Aim: To assess the frequency of reported mobbing and the association among mobbing, working environment factors, stress, health outcome, personality type, and work ability index in a sample of physicians in Bosnia and Herzegovina.
Method: We conducted a questionnaire survey using a validated self-reported questionnaire among 511 physicians in national health sector of Bosnia and Herzegovina. The questions covered five major categories of mobbing behavior. Characteristics of the work, perceived work environment and its effects, stress, health, and satisfaction with work and life were assessed by the standardized abridged form of Occupational Stress Questionnaire (OSQ). A standardized questionnaire Work Ability Index (WAI) was used to determine the relation between mobbing and work ability.

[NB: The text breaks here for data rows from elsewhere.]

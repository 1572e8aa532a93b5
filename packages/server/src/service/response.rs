//! Response envelope assembly for the typed tier.

use predictor_core::{Message, Meta, MetricRecord, Payload, PayloadKind, Tensor};

use super::capability::DispatchPlan;
use super::config::ServerConfig;
use super::operation::{Method, OperationError};
use crate::component::{Component, ComponentResult, Data};

/// Everything response assembly needs from one typed call.
pub(crate) struct Assembly<'a> {
    pub method: Method,
    /// The message whose data variant and names the response mirrors.
    pub request: Option<&'a Message>,
    /// Meta to carry over: puid, tags, routing and request path.
    pub request_meta: Meta,
    pub result: ComponentResult,
    /// Metrics echoed when `include_metrics_in_response` is on.
    pub metrics: Vec<MetricRecord>,
}

pub(crate) struct ResponseBuilder<'a> {
    pub plan: &'a DispatchPlan,
    pub component: &'a dyn Component,
    pub config: &'a ServerConfig,
}

impl ResponseBuilder<'_> {
    pub fn build(&self, assembly: Assembly<'_>) -> Result<Message, OperationError> {
        let Assembly {
            method,
            request,
            request_meta,
            result,
            metrics,
        } = assembly;

        let request_kind = request.map(|m| m.payload.kind());
        let payload = to_payload(result.data, request_kind)?;
        let names = self.names(method, &payload, request);

        let mut meta = request_meta;
        if self.plan.tags {
            meta.tags.extend(self.component.tags());
        }
        meta.tags.extend(result.tags);
        if !self.config.predictive_unit_id.is_empty() {
            meta.request_path
                .entry(self.config.predictive_unit_id.clone())
                .or_insert_with(|| self.config.predictive_unit_image.clone());
        }
        meta.metrics = if self.config.include_metrics_in_response {
            metrics
        } else {
            Vec::new()
        };

        Message::new(payload, names, meta).map_err(|e| OperationError::protocol(e.to_string()))
    }

    /// Column names for a rank >= 2 result: declared names when they fit,
    /// otherwise `t:0..t:n-1`.
    fn names(&self, method: Method, payload: &Payload, request: Option<&Message>) -> Vec<String> {
        let columns = match payload {
            Payload::Tensor(t) if t.rank() >= 2 => t.column_count(),
            Payload::NdArray(_) => payload.column_count(),
            _ => None,
        };
        let Some(columns) = columns else {
            return Vec::new();
        };

        let mut candidates: Vec<Vec<String>> = Vec::new();
        if method == Method::TransformInput {
            if self.plan.feature_names {
                candidates.push(self.component.feature_names());
            }
            if let Some(request) = request {
                candidates.push(request.names.clone());
            }
        } else if self.plan.class_names {
            candidates.push(self.component.class_names());
        }

        candidates
            .into_iter()
            .find(|names| names.len() == columns)
            .unwrap_or_else(|| (0..columns).map(|i| format!("t:{i}")).collect())
    }
}

/// Picks the payload variant for a result.
///
/// Numeric results follow the request's data variant (ndarray stays
/// ndarray) and default to tensor; non-numeric rows are ndarray.
pub(crate) fn to_payload(
    data: Data,
    request_kind: Option<PayloadKind>,
) -> Result<Payload, OperationError> {
    let wants_ndarray = request_kind == Some(PayloadKind::NdArray);
    let numeric = |t: Tensor| {
        if wants_ndarray {
            Payload::NdArray(t.to_ndarray())
        } else {
            Payload::Tensor(t)
        }
    };
    let scalar = |v: f64| {
        Tensor::new(vec![1], vec![v]).map_err(|e| OperationError::protocol(e.to_string()))
    };

    Ok(match data {
        Data::Tensor(t) => numeric(t),
        Data::Rows(rows) => match Tensor::from_ndarray(&rows) {
            Some(t) if !wants_ndarray => Payload::Tensor(t),
            _ => Payload::NdArray(rows),
        },
        #[allow(clippy::cast_precision_loss)]
        Data::Int(i) => numeric(scalar(i as f64)?),
        Data::Float(f) => numeric(scalar(f)?),
        Data::Str(s) => Payload::Str(s),
        Data::Bytes(b) => Payload::Binary(b),
        Data::Json(v) => Payload::Json(v),
    })
}

#[cfg(test)]
mod tests {
    use serde_json::json;

    use super::*;

    #[test]
    fn numeric_result_follows_ndarray_request() {
        let t = Tensor::row(vec![1.0, 2.0]);
        let p = to_payload(Data::Tensor(t.clone()), Some(PayloadKind::NdArray)).unwrap();
        assert_eq!(p, Payload::NdArray(vec![json!([1.0, 2.0])]));
        let p = to_payload(Data::Tensor(t.clone()), Some(PayloadKind::Tensor)).unwrap();
        assert_eq!(p, Payload::Tensor(t.clone()));
        let p = to_payload(Data::Tensor(t.clone()), Some(PayloadKind::Str)).unwrap();
        assert_eq!(p, Payload::Tensor(t));
    }

    #[test]
    fn numeric_rows_default_to_tensor() {
        let p = to_payload(Data::Rows(vec![json!([1, 2])]), None).unwrap();
        assert_eq!(p, Payload::Tensor(Tensor::row(vec![1.0, 2.0])));
    }

    #[test]
    fn mixed_rows_stay_ndarray() {
        let rows = vec![json!([1, "a"])];
        let p = to_payload(Data::Rows(rows.clone()), Some(PayloadKind::Tensor)).unwrap();
        assert_eq!(p, Payload::NdArray(rows));
    }

    #[test]
    fn scalars_and_non_numeric_variants() {
        let p = to_payload(Data::Int(3), None).unwrap();
        assert_eq!(p, Payload::Tensor(Tensor::new(vec![1], vec![3.0]).unwrap()));
        assert!(to_payload(Data::Float(f64::NAN), None).is_err());
        assert_eq!(
            to_payload(Data::Str("s".into()), None).unwrap(),
            Payload::Str("s".into())
        );
        assert_eq!(
            to_payload(Data::Bytes(vec![1]), None).unwrap(),
            Payload::Binary(vec![1])
        );
        assert_eq!(
            to_payload(Data::Json(json!({"a": 1})), None).unwrap(),
            Payload::Json(json!({"a": 1}))
        );
    }
}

Results: Of 511 surveyed physicians, 387 (76%) physicians self-reported mobbing behavior in the working environment and 136 (26%) was exposed to persistent mobbing. More than a half of the physicians experienced threats to their professional status and almost a half felt isolated. Logistic regression analysis showed that lack of motivation, loss of self-esteem, loss of confidence, fatigue, and depressiveness were significantly associated with lack of support from colleagues. Intention to leave work was associated with lack of support from colleagues (OR 2.3, 95% CI, 1.065-3.535; t =4.296, P =0.003) and lack of support from superiors (OR 1.526, 95% CI, 0.976-2.076; t =5.753; P =0.001). Isolation or exclusion and threats to professional status were predictors for mental health symptoms. Persistent mobbing experience was a significant predictor for sick leave.
Conclusion: Exposure to persistent threat to professional status and isolation or exclusion as forms of mobbing are associated with mental health disturbances and lack of self-esteem and confidence. Setting up a system of support for physicians exposed to mobbing may have important benefits.